[Stored data]

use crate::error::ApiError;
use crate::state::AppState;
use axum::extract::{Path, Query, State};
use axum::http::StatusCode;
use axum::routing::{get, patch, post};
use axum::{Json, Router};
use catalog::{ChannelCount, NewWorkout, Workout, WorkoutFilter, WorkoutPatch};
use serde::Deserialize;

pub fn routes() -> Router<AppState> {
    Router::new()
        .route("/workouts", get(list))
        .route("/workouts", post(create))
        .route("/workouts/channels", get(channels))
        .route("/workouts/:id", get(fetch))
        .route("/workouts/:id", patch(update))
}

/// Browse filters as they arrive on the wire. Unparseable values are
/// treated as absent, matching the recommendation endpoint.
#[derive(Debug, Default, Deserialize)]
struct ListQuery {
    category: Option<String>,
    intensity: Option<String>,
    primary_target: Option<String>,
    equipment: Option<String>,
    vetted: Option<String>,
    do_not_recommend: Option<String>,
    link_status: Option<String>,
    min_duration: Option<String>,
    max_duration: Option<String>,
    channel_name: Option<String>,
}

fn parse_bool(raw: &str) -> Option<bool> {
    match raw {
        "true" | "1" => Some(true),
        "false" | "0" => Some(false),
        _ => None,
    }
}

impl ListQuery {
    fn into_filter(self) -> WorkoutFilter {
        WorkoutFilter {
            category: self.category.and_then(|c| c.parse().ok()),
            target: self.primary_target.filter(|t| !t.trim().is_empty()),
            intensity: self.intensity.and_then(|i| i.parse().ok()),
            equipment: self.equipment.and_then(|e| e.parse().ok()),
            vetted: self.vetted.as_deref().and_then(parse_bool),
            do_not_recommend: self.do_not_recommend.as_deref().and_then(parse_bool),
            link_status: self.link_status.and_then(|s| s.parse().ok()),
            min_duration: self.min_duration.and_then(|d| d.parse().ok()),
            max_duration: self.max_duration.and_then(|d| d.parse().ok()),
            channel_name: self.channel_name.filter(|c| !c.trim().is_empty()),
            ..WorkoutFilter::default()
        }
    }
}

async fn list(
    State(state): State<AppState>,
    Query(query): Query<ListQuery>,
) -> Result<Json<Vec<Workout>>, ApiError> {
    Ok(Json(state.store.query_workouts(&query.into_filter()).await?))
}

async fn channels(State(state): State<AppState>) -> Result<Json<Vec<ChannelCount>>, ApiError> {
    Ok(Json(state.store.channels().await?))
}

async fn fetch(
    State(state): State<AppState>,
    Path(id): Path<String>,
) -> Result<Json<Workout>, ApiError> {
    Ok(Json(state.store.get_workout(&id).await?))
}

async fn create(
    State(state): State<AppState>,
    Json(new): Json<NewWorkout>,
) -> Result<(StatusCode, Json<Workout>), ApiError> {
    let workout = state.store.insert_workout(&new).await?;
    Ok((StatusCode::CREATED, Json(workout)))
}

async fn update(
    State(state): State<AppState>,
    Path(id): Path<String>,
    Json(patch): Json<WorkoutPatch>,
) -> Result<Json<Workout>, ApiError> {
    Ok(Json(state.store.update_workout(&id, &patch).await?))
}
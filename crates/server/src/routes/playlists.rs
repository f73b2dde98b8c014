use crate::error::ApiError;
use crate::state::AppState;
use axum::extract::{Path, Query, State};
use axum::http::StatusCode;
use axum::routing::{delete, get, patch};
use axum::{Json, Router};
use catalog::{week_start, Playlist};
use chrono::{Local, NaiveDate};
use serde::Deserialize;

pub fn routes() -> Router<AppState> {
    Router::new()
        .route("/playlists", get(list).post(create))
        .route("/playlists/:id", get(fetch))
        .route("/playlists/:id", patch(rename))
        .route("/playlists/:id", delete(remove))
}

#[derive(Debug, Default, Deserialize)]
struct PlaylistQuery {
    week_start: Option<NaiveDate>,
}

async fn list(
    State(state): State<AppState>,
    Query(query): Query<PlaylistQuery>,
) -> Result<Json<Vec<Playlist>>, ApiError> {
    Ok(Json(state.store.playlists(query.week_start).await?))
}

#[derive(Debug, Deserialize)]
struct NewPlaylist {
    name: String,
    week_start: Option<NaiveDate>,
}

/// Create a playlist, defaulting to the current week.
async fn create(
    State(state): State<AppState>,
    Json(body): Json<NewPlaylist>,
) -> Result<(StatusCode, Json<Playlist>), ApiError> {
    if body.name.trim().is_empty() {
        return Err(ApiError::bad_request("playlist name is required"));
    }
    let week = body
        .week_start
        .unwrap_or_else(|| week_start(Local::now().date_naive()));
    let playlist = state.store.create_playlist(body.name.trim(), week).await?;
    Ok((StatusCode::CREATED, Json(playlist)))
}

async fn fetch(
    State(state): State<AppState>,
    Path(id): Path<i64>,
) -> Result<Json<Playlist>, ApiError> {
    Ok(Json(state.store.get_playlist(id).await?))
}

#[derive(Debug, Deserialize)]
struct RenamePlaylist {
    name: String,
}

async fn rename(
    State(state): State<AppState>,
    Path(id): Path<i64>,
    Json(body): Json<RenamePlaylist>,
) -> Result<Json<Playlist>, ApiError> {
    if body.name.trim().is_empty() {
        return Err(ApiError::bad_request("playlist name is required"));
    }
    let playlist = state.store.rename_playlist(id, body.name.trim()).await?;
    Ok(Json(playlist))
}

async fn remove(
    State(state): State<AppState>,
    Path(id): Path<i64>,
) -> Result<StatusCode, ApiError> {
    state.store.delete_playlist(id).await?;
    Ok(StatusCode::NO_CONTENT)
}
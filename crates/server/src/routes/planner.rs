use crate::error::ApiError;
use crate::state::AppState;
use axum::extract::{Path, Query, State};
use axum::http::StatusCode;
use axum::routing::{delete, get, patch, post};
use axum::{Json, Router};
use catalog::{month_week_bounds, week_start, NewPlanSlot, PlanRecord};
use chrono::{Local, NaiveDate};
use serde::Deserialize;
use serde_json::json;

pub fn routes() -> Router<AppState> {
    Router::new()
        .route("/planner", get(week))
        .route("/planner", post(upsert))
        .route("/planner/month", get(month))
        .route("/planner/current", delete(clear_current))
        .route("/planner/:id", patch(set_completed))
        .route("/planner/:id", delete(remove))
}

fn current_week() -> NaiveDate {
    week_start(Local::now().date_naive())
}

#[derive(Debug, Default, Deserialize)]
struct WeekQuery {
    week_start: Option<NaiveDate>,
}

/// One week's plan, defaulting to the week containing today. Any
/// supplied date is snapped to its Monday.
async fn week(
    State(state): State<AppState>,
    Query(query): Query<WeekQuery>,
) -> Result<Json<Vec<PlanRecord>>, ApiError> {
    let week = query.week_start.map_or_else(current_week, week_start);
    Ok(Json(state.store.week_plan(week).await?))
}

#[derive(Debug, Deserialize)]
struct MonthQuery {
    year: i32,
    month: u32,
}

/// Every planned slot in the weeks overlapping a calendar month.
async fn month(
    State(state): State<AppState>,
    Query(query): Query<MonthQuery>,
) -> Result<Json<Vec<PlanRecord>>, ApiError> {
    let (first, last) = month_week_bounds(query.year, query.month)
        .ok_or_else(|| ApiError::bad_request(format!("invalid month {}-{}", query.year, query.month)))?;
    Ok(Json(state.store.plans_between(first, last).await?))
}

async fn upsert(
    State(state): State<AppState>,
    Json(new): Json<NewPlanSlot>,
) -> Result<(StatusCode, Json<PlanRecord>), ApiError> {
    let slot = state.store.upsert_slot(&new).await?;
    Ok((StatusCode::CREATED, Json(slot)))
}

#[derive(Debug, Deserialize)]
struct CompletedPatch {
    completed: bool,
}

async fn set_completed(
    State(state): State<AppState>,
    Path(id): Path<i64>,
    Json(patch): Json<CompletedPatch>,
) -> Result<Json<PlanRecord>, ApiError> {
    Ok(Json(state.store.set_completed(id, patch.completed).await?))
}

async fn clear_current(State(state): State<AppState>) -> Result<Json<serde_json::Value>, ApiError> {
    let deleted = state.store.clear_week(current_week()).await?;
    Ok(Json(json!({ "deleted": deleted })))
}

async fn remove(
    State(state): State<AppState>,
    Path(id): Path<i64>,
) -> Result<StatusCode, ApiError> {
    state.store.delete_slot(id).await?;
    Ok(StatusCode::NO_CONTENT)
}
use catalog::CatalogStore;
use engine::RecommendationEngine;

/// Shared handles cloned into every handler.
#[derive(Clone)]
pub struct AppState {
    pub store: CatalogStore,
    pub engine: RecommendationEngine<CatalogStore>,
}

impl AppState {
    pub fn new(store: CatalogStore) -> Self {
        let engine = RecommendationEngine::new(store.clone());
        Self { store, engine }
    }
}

▸ **Problem to solve**
Lines with "equipment" in the records: how many are there? Give only the number.

▸ **Response to this exercise**
2